I guess, like in our house, your house may be likened to this cartoon as well ...................

 

image.png.af045cf65d1105c23d901beb8cf921ef.png

 

Guilty as charged. Most of my spare plastic bags are in layers in the bins and I've been wondering what happens to them eventually in the great, sort-on-the-street Thai garbage system. I would rather use paper bags in my bins - not use any plastic bags for anything, even garbage bins.

  • Like 1
Posted
11 minutes ago, ryane66 said:

The problem isn't the plastiic's, it's what people do with them.

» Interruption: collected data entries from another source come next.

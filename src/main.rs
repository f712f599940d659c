//! rigup - idempotent development environment provisioner
//!
//! A single-binary tool that drives a fixed pipeline of idempotent steps:
//! package installation with mirror failover, dotfiles deployment with a
//! backup-then-link discipline, shell environment extension, and a git
//! snapshot of the canonical configuration.

use clap::Parser;

mod cleanup;
mod cli;
mod context;
mod dotfiles;
mod error;
mod exec;
mod paths;
mod pipeline;
mod pkg;
mod probe;
mod provisioner;
mod shellrc;
mod steps;

use cli::Cli;
use context::InteractionMode;
use pipeline::{Pipeline, Terminal};
use provisioner::Provisioner;

fn main() {
    let cli = Cli::parse();
    cleanup::install_interrupt_handler();

    let mode = if cli.attended {
        InteractionMode::Attended
    } else {
        InteractionMode::Unattended
    };

    let mut prov = match Provisioner::bootstrap(mode) {
        Ok(prov) => prov,
        Err(e) => {
            eprintln!("Error: {}", e);
            std::process::exit(1);
        }
    };

    let report = Pipeline::new(steps::catalog()).run(&mut prov);
    pipeline::print_summary(&report);

    if report.terminal == Terminal::Aborted {
        std::process::exit(1);
    }
}
//! Interrupt handling and transient state cleanup
//!
//! Steps register any temporary working paths they create; the interrupt
//! handler removes them synchronously before the process exits, restores the
//! terminal cursor, and exits with the conventional SIGINT code. Only temp
//! state is interrupt-safe; partially-applied configuration is left for the
//! next (idempotent) run to finish.

use std::path::{Path, PathBuf};
use std::sync::Mutex;

use console::Term;

static TRANSIENT: Mutex<Vec<PathBuf>> = Mutex::new(Vec::new());

/// Exit code for an interrupted run (128 + SIGINT)
const INTERRUPT_EXIT_CODE: i32 = 130;

fn transient_paths() -> std::sync::MutexGuard<'static, Vec<PathBuf>> {
    TRANSIENT.lock().unwrap_or_else(|poisoned| poisoned.into_inner())
}

/// Register a temporary path to be removed if the run is interrupted.
pub fn register_transient(path: &Path) {
    transient_paths().push(path.to_path_buf());
}

/// Unregister a path once it has been finalized or removed normally.
pub fn clear_transient(path: &Path) {
    transient_paths().retain(|p| p != path);
}

/// Remove every registered transient path. Missing paths are fine.
pub fn remove_registered() {
    let paths = std::mem::take(&mut *transient_paths());
    for path in paths {
        if path.is_dir() {
            let _ = std::fs::remove_dir_all(&path);
        } else {
            let _ = std::fs::remove_file(&path);
        }
    }
}

/// Install the process-wide SIGINT handler.
///
/// Failure to install is reported but not fatal: the run can proceed, it
/// just loses interrupt-time cleanup.
pub fn install_interrupt_handler() {
    let result = ctrlc::set_handler(|| {
        remove_registered();
        let _ = Term::stdout().show_cursor();
        eprintln!("\nInterrupted; transient files removed.");
        std::process::exit(INTERRUPT_EXIT_CODE);
    });

    if result.is_err() {
        eprintln!("Warning: could not install interrupt handler");
    }
}

/// Returns an absolute directory for creating temporary files, so temp state
/// is never created under the current working directory (e.g. when
/// TMPDIR=tmp and cwd is the provisioned checkout).
pub fn temp_dir_base() -> PathBuf {
    let t = std::env::temp_dir();
    if t.is_absolute() {
        t
    } else {
        #[cfg(windows)]
        {
            std::env::var("TEMP")
                .or_else(|_| std::env::var("TMP"))
                .map(PathBuf::from)
                .unwrap_or_else(|_| PathBuf::from("C:\\Windows\\Temp"))
        }
        #[cfg(not(windows))]
        {
            PathBuf::from("/tmp")
        }
    }
}

#[cfg(test)]
mod tests {
    use super::*;

    #[test]
    fn test_remove_registered_cleans_files_and_dirs() {
        let temp = tempfile::TempDir::new_in(temp_dir_base()).unwrap();
        let file = temp.path().join("partial.download");
        let dir = temp.path().join("extract");
        std::fs::write(&file, "partial").unwrap();
        std::fs::create_dir(&dir).unwrap();
        std::fs::write(dir.join("inner"), "x").unwrap();

        register_transient(&file);
        register_transient(&dir);
        remove_registered();

        assert!(!file.exists());
        assert!(!dir.exists());
    }

    #[test]
    fn test_clear_transient_spares_path() {
        let temp = tempfile::TempDir::new_in(temp_dir_base()).unwrap();
        let keep = temp.path().join("finalized");
        std::fs::write(&keep, "done").unwrap();

        register_transient(&keep);
        clear_transient(&keep);
        remove_registered();

        assert!(keep.exists());
    }

    #[test]
    fn test_temp_dir_base_is_absolute() {
        assert!(temp_dir_base().is_absolute());
    }
}
//! Retrying installer
//!
//! Wraps a single package-manager invocation with a bounded retry loop.
//! Each failed attempt advances the mirror registry, rewrites the endpoint
//! configuration, forces an index refresh, pauses for a fixed delay, and
//! tries again. The installer reports exhaustion to its caller; it never
//! terminates the process itself.

use std::time::Duration;

use crate::context::ExecutionContext;
use crate::error::{Result, RigupError};
use crate::exec;
use crate::pkg::MirrorRegistry;

/// Upper bound on install attempts for one package set
const MAX_ATTEMPTS: u32 = 3;

/// Fixed pause between attempts. Deterministic by design: no exponential
/// growth, no jitter.
const RETRY_DELAY: Duration = Duration::from_secs(2);

/// Default package manager command
const DEFAULT_COMMAND: &str = "pacman";

/// The external package manager plus the mirror registry it escalates
/// through on failure.
#[derive(Debug)]
pub struct PackageManager {
    command: String,
    registry: MirrorRegistry,
}

impl PackageManager {
    /// Package manager from the environment: `RIGUP_PKG` overrides the
    /// command (integration tests point this at a stub).
    pub fn from_env() -> Self {
        let command = std::env::var("RIGUP_PKG").unwrap_or_else(|_| DEFAULT_COMMAND.to_string());
        Self {
            command,
            registry: MirrorRegistry::from_env(),
        }
    }

    pub fn command(&self) -> &str {
        &self.command
    }

    /// Install flags for the current interaction mode. Unattended runs get
    /// the auto-confirm flag so no provider prompt can block the pipeline.
    fn install_args<'a>(&self, ctx: &ExecutionContext, packages: &[&'a str]) -> Vec<&'a str> {
        let mut args = vec!["-S", "--needed"];
        if !ctx.is_attended() {
            args.push("--noconfirm");
        }
        args.extend_from_slice(packages);
        args
    }

    /// Install `packages`, described as `what` in diagnostics.
    ///
    /// Exit status of the underlying tool is the sole success signal; its
    /// stdout is only filtered for known noise.
    pub fn install(&mut self, ctx: &ExecutionContext, packages: &[&str], what: &str) -> Result<()> {
        let mut attempts = 0;

        loop {
            attempts += 1;
            let args = self.install_args(ctx, packages);
            let output = exec::run_tool(&self.command, &args, ctx)?;
            if output.success() {
                return Ok(());
            }

            if attempts >= MAX_ATTEMPTS || !self.registry.advance() {
                return Err(RigupError::PackageInstallFailed {
                    what: what.to_string(),
                    attempts,
                });
            }

            eprintln!(
                "Install of {what} failed; retrying via '{}' mirrors",
                self.registry.active().name
            );
            self.registry.write_endpoint_config()?;
            self.refresh_index(ctx);
            std::thread::sleep(RETRY_DELAY);
        }
    }

    /// Force a package index refresh against the newly-activated tier.
    /// A failed refresh is not an error of its own: the next install
    /// attempt surfaces it.
    fn refresh_index(&self, ctx: &ExecutionContext) {
        let mut args = vec!["-Syy"];
        if !ctx.is_attended() {
            args.push("--noconfirm");
        }
        let _ = exec::run_tool(&self.command, &args, ctx);
    }
}

#[cfg(test)]
mod tests {
    use super::*;
    use crate::cleanup::temp_dir_base;
    use crate::context::InteractionMode;
    use crate::pkg::mirrors::MirrorTier;
    use std::path::PathBuf;

    fn unattended() -> ExecutionContext {
        ExecutionContext::new(InteractionMode::Unattended)
    }

    /// Write an executable stub that exits with `code` and logs each
    /// invocation's arguments to `log`.
    #[cfg(unix)]
    fn write_stub(dir: &std::path::Path, code: i32, log: &std::path::Path) -> PathBuf {
        use std::os::unix::fs::PermissionsExt;

        let stub = dir.join("pkgstub");
        std::fs::write(
            &stub,
            format!("#!/bin/sh\necho \"$@\" >> {}\nexit {code}\n", log.display()),
        )
        .unwrap();
        std::fs::set_permissions(&stub, std::fs::Permissions::from_mode(0o755)).unwrap();
        stub
    }

    fn manager_with(stub: PathBuf, tiers: Vec<MirrorTier>, mirrorlist: PathBuf) -> PackageManager {
        PackageManager {
            command: stub.display().to_string(),
            registry: MirrorRegistry::new(tiers, mirrorlist),
        }
    }

    fn three_tiers() -> Vec<MirrorTier> {
        vec![
            MirrorTier {
                name: "optimized",
                endpoints: &["https://fast.example/$repo"],
            },
            MirrorTier {
                name: "curated",
                endpoints: &["https://stable.example/$repo"],
            },
            MirrorTier {
                name: "emergency",
                endpoints: &["https://archive.example/$repo"],
            },
        ]
    }

    #[test]
    fn test_unattended_args_include_noconfirm() {
        let pm = PackageManager {
            command: "pacman".to_string(),
            registry: MirrorRegistry::new(three_tiers(), PathBuf::from("/dev/null")),
        };
        let args = pm.install_args(&unattended(), &["git", "curl"]);
        assert_eq!(args, vec!["-S", "--needed", "--noconfirm", "git", "curl"]);

        let attended = ExecutionContext::new(InteractionMode::Attended);
        let args = pm.install_args(&attended, &["git"]);
        assert_eq!(args, vec!["-S", "--needed", "git"]);
    }

    #[test]
    #[cfg(unix)]
    fn test_install_succeeds_first_try_without_touching_mirrors() {
        let temp = tempfile::TempDir::new_in(temp_dir_base()).unwrap();
        let log = temp.path().join("invocations.log");
        let stub = write_stub(temp.path(), 0, &log);
        let mirrorlist = temp.path().join("mirrorlist");
        let mut pm = manager_with(stub, three_tiers(), mirrorlist.clone());

        pm.install(&unattended(), &["git"], "core toolchain").unwrap();

        // One invocation, and the endpoint file was never rewritten
        assert_eq!(std::fs::read_to_string(&log).unwrap().lines().count(), 1);
        assert!(!mirrorlist.exists());
    }

    #[test]
    #[cfg(unix)]
    fn test_exhaustion_terminates_with_fatal_outcome() {
        let temp = tempfile::TempDir::new_in(temp_dir_base()).unwrap();
        let log = temp.path().join("invocations.log");
        let stub = write_stub(temp.path(), 1, &log);
        let mirrorlist = temp.path().join("mirrorlist");
        let mut pm = manager_with(stub, three_tiers(), mirrorlist.clone());

        let err = pm
            .install(&unattended(), &["git"], "core toolchain")
            .unwrap_err();

        assert!(matches!(
            err,
            RigupError::PackageInstallFailed { attempts: 3, .. }
        ));
        // Install attempts plus index refreshes, all bounded
        let invocations = std::fs::read_to_string(&log).unwrap().lines().count();
        assert_eq!(invocations, 5); // 3 installs + 2 refreshes

        // The last tier written before exhaustion is the emergency one
        let content = std::fs::read_to_string(&mirrorlist).unwrap();
        assert!(content.contains("emergency"));
    }

    #[test]
    #[cfg(unix)]
    fn test_two_tier_registry_exhausts_before_attempt_bound() {
        let temp = tempfile::TempDir::new_in(temp_dir_base()).unwrap();
        let log = temp.path().join("invocations.log");
        let stub = write_stub(temp.path(), 1, &log);
        let tiers = three_tiers().into_iter().take(2).collect();
        let mut pm = manager_with(stub, tiers, temp.path().join("mirrorlist"));

        let err = pm.install(&unattended(), &["git"], "extras").unwrap_err();
        assert!(matches!(
            err,
            RigupError::PackageInstallFailed { attempts: 2, .. }
        ));
    }
}
//! Interaction mode controller
//!
//! The mode is decided exactly once at startup from the command line and is
//! immutable for the rest of the process, so re-runs of the whole pipeline
//! behave deterministically. Every component that could otherwise block on
//! user input goes through [`ExecutionContext::confirm`].

use inquire::Confirm;

use crate::error::Result;

/// How the run interacts with the user.
#[derive(Debug, Clone, Copy, PartialEq, Eq)]
pub enum InteractionMode {
    /// Prompt before ambiguous or destructive choices
    Attended,
    /// Never block on input; every choice resolves to its default
    Unattended,
}

/// Process-wide execution context, constructed once at startup.
#[derive(Debug, Clone)]
pub struct ExecutionContext {
    mode: InteractionMode,
}

impl ExecutionContext {
    pub fn new(mode: InteractionMode) -> Self {
        Self { mode }
    }

    pub fn is_attended(&self) -> bool {
        self.mode == InteractionMode::Attended
    }

    /// Ask a yes/no question, or resolve to `default` without touching
    /// standard input when running unattended.
    pub fn confirm(&self, prompt: &str, default: bool) -> Result<bool> {
        if !self.is_attended() {
            return Ok(default);
        }

        let answer = Confirm::new(prompt)
            .with_default(default)
            .with_help_message("Press Enter to accept the default")
            .prompt()?;
        Ok(answer)
    }
}

#[cfg(test)]
mod tests {
    use super::*;

    #[test]
    fn test_unattended_confirm_returns_default_without_input() {
        let ctx = ExecutionContext::new(InteractionMode::Unattended);
        assert!(ctx.confirm("Install everything?", true).unwrap());
        assert!(!ctx.confirm("Destroy everything?", false).unwrap());
    }

    #[test]
    fn test_mode_query() {
        assert!(ExecutionContext::new(InteractionMode::Attended).is_attended());
        assert!(!ExecutionContext::new(InteractionMode::Unattended).is_attended());
    }
}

Exactly, and this will take a generation (at least) until they'll understand. But hopefully this is a start.

  • Like 1
Posted
3 hours ago, AhFarangJa said:

Good news, let us hope more follow. I will, however, make one small point if I may. When I go to Lotus in Market Village Hua Hin I take a big bag with me that I keep in the truck. It is folded up, and I place it in the child seat of the trolley. I have been asked by security on a number of occasions that I have to check the bag into the depository ( for want of a better word ), where I get a token. Then retrieve it on my way out. When I explain it is empty, and folded up I am met with a blank look. So.....I pay for my shopping, go back to the entrance, collect my canvas bag, transfer my shopping from the plastic bags to the canvas bag, leave the plastic bags in the trolley and walk out..........:crazy:

If they have shopping baskets have the checkout folks put the groceries back into the basket without using plastic bags at all. Then transfer the groceries to your bag. I do this all the time at FoodLand - they know me and know I rarely accept plastic bags so they know to simply place the goods back into the shopping basket (carried or wheeled). From there I wheel or carry the goods out to my bicycle and place them into the pannier(s).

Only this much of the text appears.